REQUIREMENT.
Write out each line from the data below that includes the word "TruncatedNormal".

EXERCISE INPUTS.
━━━━━━

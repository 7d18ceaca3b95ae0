use rand_distr::{Distribution, Normal};
use serde::{Deserialize, Serialize};

use crate::error::EpiError;
use crate::rand::Rng;

const MAX_REJECTIONS: usize = 1000;

/// A normal distribution restricted to `[lower, upper]`, sampled by rejection.
///
/// Bounds that sit deep in a tail would make rejection sampling spin, so after
/// `MAX_REJECTIONS` misses the last draw is clamped into range.
#[derive(Debug, Clone, Copy, PartialEq, Serialize, Deserialize)]
pub struct TruncatedNormal {
    pub mean: f64,
    pub std_dev: f64,
    pub lower: f64,
    pub upper: f64,
}

impl TruncatedNormal {
    pub fn new(mean: f64, std_dev: f64, lower: f64, upper: f64) -> Result<Self, EpiError> {
        let distribution = TruncatedNormal {
            mean,
            std_dev,
            lower,
            upper,
        };
        distribution.validate()?;
        Ok(distribution)
    }

    pub fn validate(&self) -> Result<(), EpiError> {
        if !(self.std_dev.is_finite() && self.std_dev >= 0.0) {
            return Err(EpiError::ConfigurationError(format!(
                "standard deviation must be finite and non-negative, got {}",
                self.std_dev
            )));
        }
        if !(self.lower.is_finite() && self.upper.is_finite() && self.lower <= self.upper) {
            return Err(EpiError::ConfigurationError(format!(
                "invalid truncation bounds [{}, {}]",
                self.lower, self.upper
            )));
        }
        if !self.mean.is_finite() {
            return Err(EpiError::ConfigurationError(
                "mean must be finite".to_string(),
            ));
        }
        Ok(())
    }
}

impl Distribution<f64> for TruncatedNormal {
    fn sample<R: Rng + ?Sized>(&self, rng: &mut R) -> f64 {
        let Ok(normal) = Normal::new(self.mean, self.std_dev) else {
            return self.mean.clamp(self.lower, self.upper);
        };
        let mut value = self.mean;
        for _ in 0..MAX_REJECTIONS {
            value = normal.sample(rng);
            if (self.lower..=self.upper).contains(&value) {
                return value;
            }
        }
        value.clamp(self.lower, self.upper)
    }
}
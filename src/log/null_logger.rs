//! A "logger" that outputs nothing but satisfies the public API when the `logging` feature is
//! off.

use crate::log::LogConfiguration;

impl LogConfiguration {
    pub(in crate::log) fn set_config(&mut self) {
        log::set_max_level(self.global_log_level);
    }
}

━━━━━━

THE ANSWER.
pub struct TruncatedNormal {
impl TruncatedNormal {
        let distribution = TruncatedNormal {
impl Distribution<f64> for TruncatedNormal {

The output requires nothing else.